🤖 AI Summary
This study investigates the performance evolution of direct prompting versus chain-of-thought (CoT) prompting in speech-to-text translation (S2TT) across varying data scales. Leveraging large language models, we construct a multilingual pseudo-labeled S2TT dataset and systematically vary training data volume to evaluate the generalization and scalability of both prompting paradigms. Experimental results show that direct prompting exhibits consistent performance gains with increasing S2TT data, significantly outperforming CoT prompting in large-scale settings—challenging the prevailing assumption that CoT is inherently superior for complex multimodal tasks.
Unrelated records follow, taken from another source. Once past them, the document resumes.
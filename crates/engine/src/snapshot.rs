// SPDX-License-Identifier: BUSL-1.1
// Copyright (c) 2026 Alfred Jean LLC

//! Versioned state snapshots for host-side persistence.
//!
//! The snapshot records host-supplied state only: synthetic propagation
//! entries are omitted and rebuilt on restore. Restoring drops non-locked
//! contributions staler than `max_age` and never emits.

use crate::change::ChangeReason;
use crate::engine::OccupancyEngine;
use crate::runtime::{Contribution, LocationRuntime};
use hearth_core::{LocationId, LocationTree, SourceId};
use serde::{Deserialize, Serialize};
use std::collections::BTreeMap;
use std::time::Duration;
use thiserror::Error;

/// Current snapshot schema version.
pub const CURRENT_SNAPSHOT_VERSION: u32 = 1;

#[derive(Debug, Error)]
pub enum SnapshotError {
    #[error("unsupported snapshot version: {0}")]
    UnsupportedVersion(u32),
    #[error("serialization error: {0}")]
    Json(#[from] serde_json::Error),
}

/// A persisted contribution. Unknown fields are ignored on read, so hosts
/// may annotate records without breaking restore.
#[derive(Debug, Clone, PartialEq, Eq, Serialize, Deserialize)]
pub struct ContributionRecord {
    pub source_id: SourceId,
    #[serde(default, skip_serializing_if = "Option::is_none")]
    pub expires_at_ms: Option<u64>,
}

#[derive(Debug, Clone, PartialEq, Eq, Serialize, Deserialize)]
pub struct SuspendedRecord {
    pub source_id: SourceId,
    pub remaining_ms: u64,
}

#[derive(Debug, Clone, PartialEq, Eq, Serialize, Deserialize, Default)]
pub struct LocationSnapshot {
    #[serde(default, skip_serializing_if = "Vec::is_empty")]
    pub contributions: Vec<ContributionRecord>,
    #[serde(default, skip_serializing_if = "Vec::is_empty")]
    pub locked_by: Vec<SourceId>,
    #[serde(default, skip_serializing_if = "Vec::is_empty")]
    pub suspended: Vec<SuspendedRecord>,
}

/// The versioned snapshot: one record per Location with non-default state.
#[derive(Debug, Clone, PartialEq, Eq, Serialize, Deserialize)]
pub struct StateSnapshot {
    #[serde(rename = "v")]
    pub version: u32,
    #[serde(default)]
    pub locations: BTreeMap<LocationId, LocationSnapshot>,
}

/// Restore accounting, logged as a single aggregate line.
#[derive(Debug, Clone, Copy, PartialEq, Eq, Default)]
pub struct RestoreReport {
    pub locations: usize,
    pub contributions: usize,
    pub stale_dropped: usize,
    pub unknown_locations: usize,
}

impl OccupancyEngine {
    /// Snapshot every Location with non-default state. Synthetic entries
    /// are derived and left out.
    pub fn dump_state(&self) -> StateSnapshot {
        let mut locations = BTreeMap::new();
        for (location, rt) in &self.runtime {
            let contributions: Vec<ContributionRecord> = rt
                .contributions
                .iter()
                .filter(|(source, _)| !source.is_synthetic())
                .map(|(source, c)| ContributionRecord {
                    source_id: source.clone(),
                    expires_at_ms: c.expires_at_ms,
                })
                .collect();
            let suspended: Vec<SuspendedRecord> = rt
                .suspended
                .iter()
                .filter(|(source, _)| !source.is_synthetic())
                .map(|(source, remaining)| SuspendedRecord {
                    source_id: source.clone(),
                    remaining_ms: *remaining,
                })
                .collect();
            let locked_by: Vec<SourceId> = rt.locked_by.iter().cloned().collect();
            if contributions.is_empty() && suspended.is_empty() && locked_by.is_empty() {
                continue;
            }
            locations.insert(
                location.clone(),
                LocationSnapshot { contributions, locked_by, suspended },
            );
        }
        StateSnapshot { version: CURRENT_SNAPSHOT_VERSION, locations }
    }

    /// Replace runtime state from a snapshot.
    ///
    /// Non-locked contributions whose expiry is older than `now` by more
    /// than `max_age` are dropped; locked state is restored verbatim.
    /// Locations the tree no longer knows are skipped. Propagation is
    /// rebuilt bottom-up and nothing is emitted.
    pub fn restore_state(
        &mut self,
        tree: &LocationTree,
        snapshot: &StateSnapshot,
        now_ms: u64,
        max_age: Duration,
    ) -> Result<RestoreReport, SnapshotError> {
        if snapshot.version != CURRENT_SNAPSHOT_VERSION {
            return Err(SnapshotError::UnsupportedVersion(snapshot.version));
        }
        self.runtime.clear();
        let max_age_ms = crate::engine::duration_ms(max_age);
        let mut report = RestoreReport::default();

        for (location, snap) in &snapshot.locations {
            if !tree.contains(location) {
                report.unknown_locations += 1;
                continue;
            }
            let locked = !snap.locked_by.is_empty();
            let mut rt = LocationRuntime::default();
            for record in &snap.contributions {
                if record.source_id.is_synthetic() {
                    continue;
                }
                if !locked {
                    if let Some(expires) = record.expires_at_ms {
                        if now_ms.saturating_sub(expires) > max_age_ms {
                            report.stale_dropped += 1;
                            continue;
                        }
                    }
                }
                rt.contributions.insert(
                    record.source_id.clone(),
                    Contribution { expires_at_ms: record.expires_at_ms },
                );
                report.contributions += 1;
            }
            rt.locked_by = snap.locked_by.iter().cloned().collect();
            if locked {
                rt.suspended = snap
                    .suspended
                    .iter()
                    .filter(|s| !s.source_id.is_synthetic())
                    .map(|s| (s.source_id.clone(), s.remaining_ms))
                    .collect();
            }
            if rt.is_default() {
                continue;
            }
            self.runtime.insert(location.clone(), rt);
            report.locations += 1;
        }

        // Rebuild occupancy and propagation deepest-first; follower
        // mirroring rides the same cascade. Flips are discarded: restore
        // is silent.
        let mut restored: Vec<LocationId> = self.runtime.keys().cloned().collect();
        restored.sort_by_key(|l| std::cmp::Reverse(tree.ancestors_of(l).len()));
        let mut discarded = Vec::new();
        for location in restored {
            self.refresh(tree, &location, ChangeReason::Propagated(location.clone()), &mut discarded);
        }

        if report.stale_dropped > 0 || report.unknown_locations > 0 {
            tracing::warn!(
                stale_dropped = report.stale_dropped,
                unknown_locations = report.unknown_locations,
                "snapshot restore dropped entries"
            );
        }
        Ok(report)
    }
}

#[cfg(test)]
#[path = "snapshot_tests.rs"]
mod tests;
Our key contribution is the first empirical demonstration that, under high-quality, multilingual S2TT supervision, direct prompting achieves superior scalability and practical utility. This finding provides new evidence supporting low-overhead, end-to-end S2TT paradigms without explicit reasoning scaffolding.
📝 Abstract
Recent work on Speech-to-Text Translation (S2TT) has focused on LLM-based models, introducing the increasingly adopted Chain-of-Thought (CoT) prompting, where the model is guided to first transcribe the speech and then translate it. CoT typically outperforms direct prompting primarily because it can exploit abundant Automatic Speech Recognition (ASR) and Text-to-Text Translation (T2TT) datasets to explicitly model its steps. In this paper, we systematically compare CoT and Direct prompting under increasing amounts of S2TT data. To this end, we pseudo-label an ASR corpus by translating its transcriptions into six European languages, and train LLM-based S2TT systems with both prompting strategies at different data scales. Our results show that Direct improves more consistently as the amount of data increases, suggesting that it may become a more effective approach as larger S2TT resources are created.